If your proposed change doesn’t conform exactly to the zoning by-law, but does follow the general intent, you can apply for a minor variance. For example, you might want to locate something on your property but the shape of your lot does not meet the minimum setback requirements.
To obtain a minor variance, apply to your local Committee of Adjustment (appointed by Prince Edward County Council) to deal with minor problems in meeting zoning by-laws. The committee will hold a hearing to make a decision.

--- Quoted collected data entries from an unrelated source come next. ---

//! # DAG Registry
//!
//! Static, per-flow-type declaration of processor dependencies plus the
//! designated termination processor. Declared at deployment time and
//! validated at registration; `get_dag` is a pure lookup with no mutation.
//!
//! The registry also carries an optional processor-to-queue routing table
//! used only to pick which execution queue the task dispatcher uses. Routing
//! is a deployment concern, not a correctness concern.

use petgraph::algo::is_cyclic_directed;
use petgraph::graph::DiGraph;
use std::collections::HashMap;

use crate::constants::system;
use crate::error::{EventFlowError, Result};
use crate::processor::ProcessorId;

/// Dependency declaration for one flow type
#[derive(Debug, Clone)]
pub struct FlowDag {
    /// Processor name -> set of upstream processors it depends on
    processors: HashMap<ProcessorId, Vec<ProcessorId>>,
    /// Processor dispatched in place of normal dependents on critical failure
    termination_processor: ProcessorId,
}

impl FlowDag {
    /// Build and validate a DAG definition
    ///
    /// Fails when a dependency references an undeclared processor, when the
    /// graph is cyclic, when no root processor exists, or when the
    /// termination processor is itself part of the graph.
    pub fn new(
        processors: HashMap<ProcessorId, Vec<ProcessorId>>,
        termination_processor: ProcessorId,
    ) -> Result<Self> {
        if processors.is_empty() {
            return Err(EventFlowError::InvalidDag(
                "flow declares no processors".to_string(),
            ));
        }
        if processors.contains_key(&termination_processor) {
            return Err(EventFlowError::InvalidDag(format!(
                "termination processor {termination_processor} cannot appear in the graph"
            )));
        }

        for (processor, deps) in &processors {
            for dep in deps {
                if !processors.contains_key(dep) {
                    return Err(EventFlowError::InvalidDag(format!(
                        "{processor} depends on undeclared processor {dep}"
                    )));
                }
            }
        }

        let mut graph = DiGraph::<ProcessorId, ()>::new();
        let mut indices = HashMap::new();
        for id in processors.keys() {
            indices.insert(*id, graph.add_node(*id));
        }
        for (processor, deps) in &processors {
            for dep in deps {
                graph.add_edge(indices[dep], indices[processor], ());
            }
        }
        if is_cyclic_directed(&graph) {
            return Err(EventFlowError::InvalidDag(
                "dependency graph contains a cycle".to_string(),
            ));
        }

        let dag = Self {
            processors,
            termination_processor,
        };
        if dag.root_processors().is_empty() {
            return Err(EventFlowError::InvalidDag(
                "flow has no root processors".to_string(),
            ));
        }
        Ok(dag)
    }

    /// Processors declared for this flow type
    pub fn processors(&self) -> impl Iterator<Item = ProcessorId> + '_ {
        self.processors.keys().copied()
    }

    pub fn contains(&self, processor: ProcessorId) -> bool {
        self.processors.contains_key(&processor)
    }

    /// Upstream dependencies of one processor
    pub fn depends_on(&self, processor: ProcessorId) -> &[ProcessorId] {
        self.processors
            .get(&processor)
            .map(Vec::as_slice)
            .unwrap_or(&[])
    }

    /// Processors with an empty dependency set, dispatchable at flow start
    pub fn root_processors(&self) -> Vec<ProcessorId> {
        let mut roots: Vec<ProcessorId> = self
            .processors
            .iter()
            .filter(|(_, deps)| deps.is_empty())
            .map(|(id, _)| *id)
            .collect();
        roots.sort();
        roots
    }

    pub fn termination_processor(&self) -> ProcessorId {
        self.termination_processor
    }
}

/// Per-flow-type DAG lookup, static after construction
pub struct DagRegistry {
    dags: HashMap<String, FlowDag>,
    routing: HashMap<ProcessorId, String>,
}

impl DagRegistry {
    /// Empty registry for custom deployments
    pub fn new() -> Self {
        Self {
            dags: HashMap::new(),
            routing: HashMap::new(),
        }
    }

    /// Registry preloaded with the built-in evaluation flow types
    pub fn with_builtin_flows() -> Self {
        let mut registry = Self::new();
        for (flow_type, dag) in builtin_flows() {
            registry.register(flow_type, dag);
        }
        registry.routing = builtin_routing();
        registry
    }

    /// Register a flow type; later registrations replace earlier ones
    pub fn register(&mut self, flow_type: impl Into<String>, dag: FlowDag) {
        self.dags.insert(flow_type.into(), dag);
    }

    /// Set the execution queue for a processor
    pub fn route(&mut self, processor: ProcessorId, queue: impl Into<String>) {
        self.routing.insert(processor, queue.into());
    }

    /// Pure lookup; fails with `UnknownFlowType` for unregistered types
    pub fn get_dag(&self, flow_type: &str) -> Result<&FlowDag> {
        self.dags
            .get(flow_type)
            .ok_or_else(|| EventFlowError::UnknownFlowType(flow_type.to_string()))
    }

    /// Execution queue for a processor, defaulting to the generic queue
    pub fn queue_for(&self, processor: ProcessorId) -> &str {
        self.routing
            .get(&processor)
            .map(String::as_str)
            .unwrap_or(system::DEFAULT_QUEUE)
    }

    pub fn flow_types(&self) -> impl Iterator<Item = &str> {
        self.dags.keys().map(String::as_str)
    }
}

impl Default for DagRegistry {
    fn default() -> Self {
        Self::with_builtin_flows()
    }
}

fn dag(edges: &[(ProcessorId, &[ProcessorId])]) -> FlowDag {
    let processors = edges
        .iter()
        .map(|(id, deps)| (*id, deps.to_vec()))
        .collect();
    // Built-in definitions are static; a panic here is a programming error
    // caught by the registry tests.
    FlowDag::new(processors, ProcessorId::AbortHandler).expect("builtin DAG must be valid")
}

fn builtin_flows() -> Vec<(&'static str, FlowDag)> {
    use ProcessorId::*;

    vec![
        (
            "default",
            dag(&[
                (Transcription, &[]),
                (Grammar, &[Transcription]),
                (Sentiment, &[Transcription]),
                (EvaluationReport, &[Grammar, Sentiment]),
            ]),
        ),
        (
            "speaking",
            dag(&[
                (Transcription, &[]),
                (Pronunciation, &[]),
                (Fluency, &[Transcription]),
                (Grammar, &[Transcription]),
                (Vocabulary, &[Transcription]),
                (EvaluationReport, &[Pronunciation, Fluency, Grammar, Vocabulary]),
            ]),
        ),
        (
            "writing",
            dag(&[
                (Grammar, &[]),
                (Vocabulary, &[]),
                (Coherence, &[]),
                (EvaluationReport, &[Grammar, Vocabulary, Coherence]),
            ]),
        ),
        (
            "coding",
            dag(&[
                (CodeCompilation, &[]),
                (CodeEfficiency, &[CodeCompilation]),
                (CodeQuality, &[CodeCompilation]),
                (EvaluationReport, &[CodeEfficiency, CodeQuality]),
            ]),
        ),
        (
            "mock_behavioural",
            dag(&[
                (Transcription, &[]),
                (Sentiment, &[Transcription]),
                (KeywordCoverage, &[Transcription]),
                (EvaluationReport, &[Sentiment, KeywordCoverage]),
            ]),
        ),
    ]
}

fn builtin_routing() -> HashMap<ProcessorId, String> {
    use ProcessorId::*;

    let mut routing = HashMap::new();
    routing.insert(Transcription, system::SPEECH_QUEUE.to_string());
    routing.insert(Pronunciation, system::SPEECH_QUEUE.to_string());
    routing.insert(CodeCompilation, system::CODING_QUEUE.to_string());
    routing.insert(CodeEfficiency, system::CODING_QUEUE.to_string());
    routing.insert(CodeQuality, system::CODING_QUEUE.to_string());
    routing
}

#[cfg(test)]
mod tests {
    use super::*;
    use ProcessorId::*;

    #[test]
    fn test_builtin_flows_are_valid() {
        let registry = DagRegistry::with_builtin_flows();
        for flow_type in ["default", "speaking", "writing", "coding", "mock_behavioural"] {
            let dag = registry.get_dag(flow_type).unwrap();
            assert!(!dag.root_processors().is_empty(), "{flow_type} has roots");
            assert_eq!(dag.termination_processor(), AbortHandler);
        }
    }

    #[test]
    fn test_unknown_flow_type() {
        let registry = DagRegistry::with_builtin_flows();
        assert_eq!(
            registry.get_dag("listening").unwrap_err(),
            EventFlowError::UnknownFlowType("listening".to_string())
        );
    }

    #[test]
    fn test_cyclic_dag_rejected() {
        let mut processors = HashMap::new();
        processors.insert(Grammar, vec![Sentiment]);
        processors.insert(Sentiment, vec![Grammar]);

        let err = FlowDag::new(processors, AbortHandler).unwrap_err();
        assert!(matches!(err, EventFlowError::InvalidDag(_)));
    }

    #[test]
    fn test_undeclared_dependency_rejected() {
        let mut processors = HashMap::new();
        processors.insert(Grammar, vec![Transcription]);

        let err = FlowDag::new(processors, AbortHandler).unwrap_err();
        assert!(matches!(err, EventFlowError::InvalidDag(_)));
    }

    #[test]
    fn test_termination_processor_outside_graph() {
        let mut processors = HashMap::new();
        processors.insert(AbortHandler, vec![]);

        let err = FlowDag::new(processors, AbortHandler).unwrap_err();
        assert!(matches!(err, EventFlowError::InvalidDag(_)));
    }

    #[test]
    fn test_root_discovery() {
        let registry = DagRegistry::with_builtin_flows();
        let dag = registry.get_dag("speaking").unwrap();
        assert_eq!(dag.root_processors(), vec![Transcription, Pronunciation]);
        assert_eq!(
            dag.depends_on(Fluency),
            &[Transcription]
        );
    }

    #[test]
    fn test_queue_routing_with_default() {
        let registry = DagRegistry::with_builtin_flows();
        assert_eq!(registry.queue_for(Transcription), system::SPEECH_QUEUE);
        assert_eq!(registry.queue_for(Grammar), system::DEFAULT_QUEUE);
    }
}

Subdivisions and Condominiums
If you are thinking about subdividing your property, discuss your proposal first with municipal planning staff. They can tell you the information you will need to provide (e.g. special studies), and can also advise whether the County’s Official Plan and/or Zoning by-law allow for a subdivision.
You are encouraged to contact municipal planning staff by filling out a Development Inquiry Form to get preliminary advice and more information.
Site Plan and Removal of Holding ‘H’ Symbol
Site plan control is a form of development control provided to municipalities by Ontario’s Planning Act. No one can undertake any development which is subject to site plan control unless the Municipality has reviewed and approved the plans. Once the plans are approved, a site plan agreement is generally executed. This agreement contractually binds the owner to develop and maintain a site in accordance with the approved plans and the terms of the agreement.
Building Permits are not issued until site plan control requirements are met. Where a zone designation contains the prefix “H”, the lands cannot be developed or redeveloped until the Municipality enacts an amending By-law removing the “H” holding symbol. When the amending By-law is enacted and the ‘H’ is removed, the permitted uses and regulations of that zone designation shall apply, except where amended by exception.